Crabless Crab Legs
By Sheere Ng - Thursday, Dec 27, 2012
We call it crab stick… but did you know that orangey red sticks found in California rolls or at barbeque parties is not made of crab but fish?
Crab stick is a type of kamaboko or Japanese processed seafood product mainly made with lean, white fish. The fish is deboned, made into a paste and combined with additives for flavour and texture. Another example is the pink fish cake or Narutomaki, commonly found in udon.
Crab sticks was first produced and patented by a Japanese seafood processing company called Sugiyo in 1973. According to a report by Asahi Shimbun, it was borne out of a failure to create an artificial substitute for jellyfish, a then expensive ingredient. The makers managed to create the crunchy sensation using plant fiber derived from seaweed, but when soy sauce was added, a chemical reaction caused it to dry out. Fortunately, the company’s former president noticed that it resembled crab meat and turned the failure around.
The main ingredient of crab stick is Alaska Pollock, the same fish used in McDonald’s Fillet-O-Fish, plus crab flavouring and a layer of red colouring on the outside.
Crab stick is now available all over the world, marketed under names like Krab Sticks, Ocean Sticks and Imitation Crab Sticks.

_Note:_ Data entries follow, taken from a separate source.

use std::cmp::Ordering;

use gittomd_core::collate::compare_paths;

fn sorted(input: &[&str]) -> Vec<String> {
    let mut v: Vec<String> = input.iter().map(|s| s.to_string()).collect();
    v.sort_by(|a, b| compare_paths(a, b));
    v
}

#[test]
fn test_lowercase_before_uppercase_before_next_letter() {
    assert_eq!(sorted(&["b.txt", "A.txt", "a.txt"]), vec!["a.txt", "A.txt", "b.txt"]);
}

#[test]
fn test_case_only_breaks_ties() {
    // Primary (case-insensitive) difference wins over an earlier case difference.
    assert_eq!(compare_paths("Apple", "apricot"), Ordering::Less);
    assert_eq!(compare_paths("ZETA.md", "alpha.md"), Ordering::Greater);
}

#[test]
fn test_punctuation_before_digits_before_letters() {
    assert_eq!(
        sorted(&["src/z.rs", "src/1.rs", "src/_a.rs", "src-old/a.rs"]),
        vec!["src-old/a.rs", "src/_a.rs", "src/1.rs", "src/z.rs"]
    );
}

#[test]
fn test_prefix_sorts_first() {
    assert_eq!(compare_paths("src/lib", "src/lib.rs"), Ordering::Less);
}

#[test]
fn test_total_order_on_identical_and_distinct() {
    assert_eq!(compare_paths("same.txt", "same.txt"), Ordering::Equal);
    assert_ne!(compare_paths("a.txt", "A.txt"), Ordering::Equal);
}

#[test]
fn test_accented_letters_sort_with_their_base_letter() {
    assert_eq!(
        sorted(&[
            "f.txt", "é.txt", "e.txt", "Z.txt", "_a", "-a", "src/a", "src-a", "a b", "a_b", "ab",
            "ä.md", "b.md",
        ]),
        vec![
            "_a", "-a", "a b", "a_b", "ä.md", "ab", "b.md", "e.txt", "é.txt", "f.txt", "src-a",
            "src/a", "Z.txt",
        ]
    );
}

#[test]
fn test_accent_only_breaks_ties() {
    assert_eq!(compare_paths("e.txt", "é.txt"), Ordering::Less);
    assert_eq!(compare_paths("éa.txt", "eb.txt"), Ordering::Less);
}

For many years, the Food and Drug Administration (FDA) has required that the product be labeled “imitation crab” since it contains no crab meat at all. But in 2006, according to The Wall Street Journal, the seafood industry’s lobbyists successfully got permission to drop that unappealing name and instead use a long-winded label: “Crab-flavored seafood, made with surimi, a fully cooked fish protein.”